• _Task_: What you give back must match the data below character for character.

-------- Record extracts

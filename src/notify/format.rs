// Human-readable alert text, Telegram HTML flavour.

use crate::engine::types::{ChangeEvent, Percentage};

pub fn escape_html(s: &str) -> String {
    let mut out = String::with_capacity(s.len());
    for ch in s.chars() {
        match ch {
            '<' => out.push_str("&lt;"),
            '>' => out.push_str("&gt;"),
            '&' => out.push_str("&amp;"),
            _ => out.push(ch),
        }
    }
    out
}

/// `1234567.8` -> `1,234,567.80`
pub fn format_amount(v: f64) -> String {
    let s = format!("{:.2}", v.abs());
    let (int, frac) = s.split_once('.').unwrap_or((s.as_str(), "00"));
    let mut grouped = String::with_capacity(int.len() + int.len() / 3);
    for (i, ch) in int.chars().enumerate() {
        if i > 0 && (int.len() - i) % 3 == 0 {
            grouped.push(',');
        }
        grouped.push(ch);
    }
    let sign = if v < 0.0 { "-" } else { "" };
    format!("{sign}{grouped}.{frac}")
}

fn is_increase(old: &Percentage, new: &Percentage) -> bool {
    matches!((old.value(), new.value()), (Some(o), Some(n)) if n > o)
}

pub fn change_message(event: &ChangeEvent) -> String {
    match event {
        ChangeEvent::New { token, capacity, token_apr, tvl } => {
            let mut msg = format!(
                "🆕 <b>New Pool Detected</b>\n\n\
                 Asset: <b>{}</b>\n\
                 Capacity: <code>{}</code>\n\
                 Token APR: <code>{}</code>\n\
                 TVL: <code>{}</code>",
                escape_html(token),
                escape_html(capacity.as_str()),
                escape_html(token_apr),
                format_amount(*tvl),
            );
            if let Some(space) = capacity.remaining_of(*tvl) {
                msg.push_str(&format!("\nAvailable: <code>{}</code>", format_amount(space)));
            }
            msg
        }
        ChangeEvent::CapacityChange { token, old_capacity, new_capacity, token_apr, tvl } => {
            let arrow = if is_increase(old_capacity, new_capacity) { "📈" } else { "📉" };
            let mut msg = format!(
                "{arrow} <b>Capacity Changed</b>\n\n\
                 Asset: <b>{}</b>\n\
                 Old Capacity: <code>{}</code>\n\
                 New Capacity: <code>{}</code>\n\
                 Token APR: <code>{}</code>\n\
                 TVL: <code>{}</code>",
                escape_html(token),
                escape_html(old_capacity.as_str()),
                escape_html(new_capacity.as_str()),
                escape_html(token_apr),
                format_amount(*tvl),
            );
            if let Some(space) = new_capacity.remaining_of(*tvl) {
                msg.push_str(&format!("\nAvailable: <code>{}</code>", format_amount(space)));
            }
            msg
        }
    }
}

pub fn status_message(status: &str) -> String {
    format!("ℹ️ <b>Monitor Status</b>\n\n{}", escape_html(status))
}

pub fn error_message(error: &str) -> String {
    format!("⚠️ <b>Error Alert</b>\n\n<code>{}</code>", escape_html(error))
}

----------------

• _Response below_:
filename src/notify/format.rs
// Human-readable alert text, Telegram HTML flavour.

use crate::engine::types::{ChangeEvent, Percentage};

pub fn escape_html(s: &str) -> String {
    let mut out = String::with_capacity(s.len());
    for ch in s.chars() {
        match ch {
            '<' => out.push_str("&lt;"),
            '>' => out.push_str("&gt;"),
            '&' => out.push_str("&amp;"),
            _ => out.push(ch),
        }
    }
    out
}

/// `1234567.8` -> `1,234,567.80`
pub fn format_amount(v: f64) -> String {
    let s = format!("{:.2}", v.abs());
    let (int, frac) = s.split_once('.').unwrap_or((s.as_str(), "00"));
    let mut grouped = String::with_capacity(int.len() + int.len() / 3);
    for (i, ch) in int.chars().enumerate() {
        if i > 0 && (int.len() - i) % 3 == 0 {
            grouped.push(',');
        }
        grouped.push(ch);
    }
    let sign = if v < 0.0 { "-" } else { "" };
    format!("{sign}{grouped}.{frac}")
}

fn is_increase(old: &Percentage, new: &Percentage) -> bool {
    matches!((old.value(), new.value()), (Some(o), Some(n)) if n > o)
}

pub fn change_message(event: &ChangeEvent) -> String {
    match event {
        ChangeEvent::New { token, capacity, token_apr, tvl } => {
            let mut msg = format!(
                "🆕 <b>New Pool Detected</b>\n\n\
                 Asset: <b>{}</b>\n\
                 Capacity: <code>{}</code>\n\
                 Token APR: <code>{}</code>\n\
                 TVL: <code>{}</code>",
                escape_html(token),
                escape_html(capacity.as_str()),
                escape_html(token_apr),
                format_amount(*tvl),
            );
            if let Some(space) = capacity.remaining_of(*tvl) {
                msg.push_str(&format!("\nAvailable: <code>{}</code>", format_amount(space)));
            }
            msg
        }
        ChangeEvent::CapacityChange { token, old_capacity, new_capacity, token_apr, tvl } => {
            let arrow = if is_increase(old_capacity, new_capacity) { "📈" } else { "📉" };
            let mut msg = format!(
                "{arrow} <b>Capacity Changed</b>\n\n\
                 Asset: <b>{}</b>\n\
                 Old Capacity: <code>{}</code>\n\
                 New Capacity: <code>{}</code>\n\
                 Token APR: <code>{}</code>\n\
                 TVL: <code>{}</code>",
                escape_html(token),
                escape_html(old_capacity.as_str()),
                escape_html(new_capacity.as_str()),
                escape_html(token_apr),
                format_amount(*tvl),
            );
            if let Some(space) = new_capacity.remaining_of(*tvl) {
                msg.push_str(&format!("\nAvailable: <code>{}</code>", format_amount(space)));
            }
            msg
        }
    }
}

pub fn status_message(status: &str) -> String {
    format!("ℹ️ <b>Monitor Status</b>\n\n{}", escape_html(status))
}

pub fn error_message(error: &str) -> String {
    format!("⚠️ <b>Error Alert</b>\n\n<code>{}</code>", escape_html(error))
}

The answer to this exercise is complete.